Now run Pocket Killbox by doubleclicking on killbox.exe
Choose Tools > Delete Temp Files and click Delete Selected Temp Files.
Then after it deletes the files click the Exit (Save Settings) button.
NOTE: Pocket Killbox will only list the added files it is able to find on the system. So when you do the below, if some files do not show in the list after pasting them in, just continue.

Select:

• Delete on Reboot
• then Click on the All Files button.
• Please copy the file paths below to the clipboard by highlighting ALL of them and pressing CTRL + C (or, after highlighting, right-click and choose copy):

C:\WINDOWS\system32\apvsitoq.dll
C:\WINDOWS\system32\nsa11D.dll
C:\WINDOWS\system32\nsl24.dll

• Return to Killbox, go to the File menu, and choose Paste from Clipboard.
• Click the red-and-white Delete File button. Click Yes at the Delete on Reboot prompt.

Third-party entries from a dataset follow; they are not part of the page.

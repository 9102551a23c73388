use serde::{Deserialize, Serialize};
use thiserror::Error;

/// Coarse classification of an engine error code.
#[derive(Debug, Clone, Copy, PartialEq, Eq, Serialize, Deserialize)]
#[serde(rename_all = "snake_case")]
pub enum ErrorCode {
    BadRequest,
    Unauthorized,
    Forbidden,
    NotFound,
    Conflict,
    Internal,
    Other,
}

impl ErrorCode {
    pub fn from_status(code: i32) -> Self {
        match code {
            400 => ErrorCode::BadRequest,
            401 => ErrorCode::Unauthorized,
            403 => ErrorCode::Forbidden,
            404 => ErrorCode::NotFound,
            409 => ErrorCode::Conflict,
            500 => ErrorCode::Internal,
            _ => ErrorCode::Other,
        }
    }
}

/// Error payload returned by the engine inside an rspc error envelope.
#[derive(Debug, Clone, PartialEq, Eq, Serialize, Deserialize)]
pub struct ApiError {
    pub code: i32,
    pub message: String,
}

impl ApiError {
    pub fn new(code: i32, message: impl Into<String>) -> Self {
        Self {
            code,
            message: message.into(),
        }
    }

    pub fn kind(&self) -> ErrorCode {
        ErrorCode::from_status(self.code)
    }
}

#[derive(Debug, Clone, PartialEq, Eq, Error)]
pub enum CoordinateError {
    #[error("square index {0} is not inside the range [0, 64)")]
    IndexOutOfRange(i64),
    #[error("invalid file '{0}', expected a..h")]
    InvalidFile(char),
    #[error("invalid rank '{0}', expected 1..8")]
    InvalidRank(char),
    #[error("malformed square id \"{0}\"")]
    MalformedSquareId(String),
    #[error("board must have exactly 64 squares, got {0}")]
    BoardSize(usize),
    #[error("invalid piece placement \"{0}\"")]
    MalformedPlacement(String),
}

If you receive a PendingFileRenameOperations prompt, just click OK to continue (But please let me know if you receive this message!).
If Killbox does not reboot just reboot your PC yourself.

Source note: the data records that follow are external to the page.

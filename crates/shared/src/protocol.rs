use serde::{Deserialize, Serialize};

use crate::{
    domain::{BoardStatus, Piece, PieceVariant, Team},
    error::{ApiError, CoordinateError},
    square::{SquareId, SquareIndex, NUM_FILES, NUM_SQUARES},
};

pub const START_PROCEDURE: &str = "chess.start";
pub const MOVE_PROCEDURE: &str = "chess.move";
pub const ECHO_PROCEDURE: &str = "echo";

/// 64 slots addressed by [`SquareIndex`]. On the wire this is a plain array of
/// `Piece | null`.
#[derive(Debug, Clone, PartialEq, Eq, Serialize, Deserialize)]
#[serde(try_from = "Vec<Option<Piece>>", into = "Vec<Option<Piece>>")]
pub struct Board([Option<Piece>; NUM_SQUARES]);

impl Board {
    pub fn empty() -> Self {
        Self([None; NUM_SQUARES])
    }

    pub fn get(&self, index: SquareIndex) -> Option<Piece> {
        self.0[index.get()]
    }

    pub fn get_by_id(&self, id: SquareId) -> Option<Piece> {
        self.get(id.to_index())
    }

    /// Parses the piece-placement field of FEN. Anything after the first space is ignored.
    pub fn from_placement(placement: &str) -> Result<Self, CoordinateError> {
        let malformed = || CoordinateError::MalformedPlacement(placement.to_string());
        let field = placement.split_whitespace().next().ok_or_else(malformed)?;
        let rows: Vec<&str> = field.split('/').collect();
        if rows.len() != NUM_FILES as usize {
            return Err(malformed());
        }

        let mut board = Self::empty();
        let mut index = 0usize;
        for row in rows {
            let row_start = index;
            for c in row.chars() {
                if let Some(skip) = c.to_digit(10) {
                    if skip == 0 || skip > NUM_FILES as u32 {
                        return Err(malformed());
                    }
                    index += skip as usize;
                } else {
                    let piece = Piece::from_char(c).ok_or_else(malformed)?;
                    if index >= row_start + NUM_FILES as usize {
                        return Err(malformed());
                    }
                    board.0[index] = Some(piece);
                    index += 1;
                }
            }
            if index != row_start + NUM_FILES as usize {
                return Err(malformed());
            }
        }
        Ok(board)
    }

    pub fn placement(&self) -> String {
        let mut out = String::new();
        for (row_number, row) in self.0.chunks(NUM_FILES as usize).enumerate() {
            if row_number > 0 {
                out.push('/');
            }
            let mut empty = 0;
            for slot in row {
                match slot {
                    Some(piece) => {
                        if empty > 0 {
                            out.push_str(&empty.to_string());
                            empty = 0;
                        }
                        out.push(piece.to_char());
                    }
                    None => empty += 1,
                }
            }
            if empty > 0 {
                out.push_str(&empty.to_string());
            }
        }
        out
    }
}

impl TryFrom<Vec<Option<Piece>>> for Board {
    type Error = CoordinateError;

    fn try_from(value: Vec<Option<Piece>>) -> Result<Self, Self::Error> {
        let len = value.len();
        let squares: [Option<Piece>; NUM_SQUARES] = value
            .try_into()
            .map_err(|_| CoordinateError::BoardSize(len))?;
        Ok(Self(squares))
    }
}

impl From<Board> for Vec<Option<Piece>> {
    fn from(value: Board) -> Self {
        value.0.to_vec()
    }
}

/// A legal move as asserted by the engine.
#[derive(Debug, Clone, PartialEq, Eq, Serialize, Deserialize)]
pub struct Move {
    pub origin: SquareId,
    pub destination: SquareId,
    pub takes: bool,
    pub piece: PieceVariant,
    #[serde(default)]
    pub promotion: Option<PieceVariant>,
}

/// A candidate move sent to the engine.
#[derive(Debug, Clone, PartialEq, Eq, Serialize, Deserialize)]
pub struct MoveRequest {
    pub origin: SquareId,
    pub destination: SquareId,
    pub takes: bool,
    pub piece: PieceVariant,
    pub promotion: Option<PieceVariant>,
}

#[derive(Debug, Clone, PartialEq, Eq, Serialize, Deserialize)]
#[serde(rename_all = "camelCase")]
pub struct GameState {
    pub team_to_move: Team,
    pub moves: Vec<Move>,
    pub board: Board,
    #[serde(default)]
    pub status: BoardStatus,
}

impl GameState {
    pub fn piece_at(&self, index: SquareIndex) -> Option<Piece> {
        self.board.get(index)
    }

    pub fn moves_from(&self, origin: SquareId) -> impl Iterator<Item = &Move> + '_ {
        self.moves.iter().filter(move |m| m.origin == origin)
    }
}

/// Input of the `chess.move` mutation, serialized as a two-element array.
pub type MoveInput = (MoveRequest, GameState);

#[derive(Debug, Clone, Serialize, Deserialize)]
pub struct RpcResponse<T> {
    #[serde(default)]
    pub id: Option<serde_json::Value>,
    pub result: RpcResult<T>,
}

#[derive(Debug, Clone, Serialize, Deserialize)]
#[serde(tag = "type", content = "data", rename_all = "camelCase")]
pub enum RpcResult<T> {
    Response(T),
    Error(ApiError),
}

impl<T> RpcResponse<T> {
    pub fn response(data: T) -> Self {
        Self {
            id: None,
            result: RpcResult::Response(data),
        }
    }

    pub fn error(error: ApiError) -> Self {
        Self {
            id: None,
            result: RpcResult::Error(error),
        }
    }

    pub fn into_result(self) -> Result<T, ApiError> {
        match self.result {
            RpcResult::Response(data) => Ok(data),
            RpcResult::Error(error) => Err(error),
        }
    }
}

After reboot, also delete all files in the below folders except ones from the current date (Windows will not let you delete the files from the current day).
C:\WINDOWS\Temp
C:\Documents and Settings\User\Local Settings\Temp

Now attach a the below new logs and tell me how the above steps went.

1. GetRunKey
2. ShowNew
3. HJT

Make sure you tell me how things are working now!

Reminder Note: Once we have determined you are malware free you will need to disable System Restore, reboot, and re-enable system restore per step 1 of the READ & RUN ME. This only applies to if using WinXP or WinMe.

 

We have a little more to do!

Run Windows Explorer and locate the below and delete them:

C:\Documents and Settings\User\Application Data\Dxcknwrd.dll
C:\Documents and Settings\User\Application Data\SearchToolbarCorp <--- the whole folder

Then run CCleaner!


Then attach a new log from ShowNew.


If you are not having any other malware problems, it is time to do our final steps:

1. If we used Pocket Killbox during your cleanup, do the below
   • Run Pocket Killbox and select File, Cleanup, Delete All Backups
2. If we had you download any registry patches like fixme.reg or fixWLK.reg (or any others), you can delete these files now.
3. If you are running Windows XP or Windows ME, do the below:
   • go back to step 8 of the READ & RUN ME to Disable System Restore which will flush your Restore Points.
   • Then reboot and enable System Restore to create a new clean Restore Point.
4. After doing the above, you should work thru the below link:
   • How to Protect yourself from malware!

 

You're welcome. You're log is clean now. Surf Safely!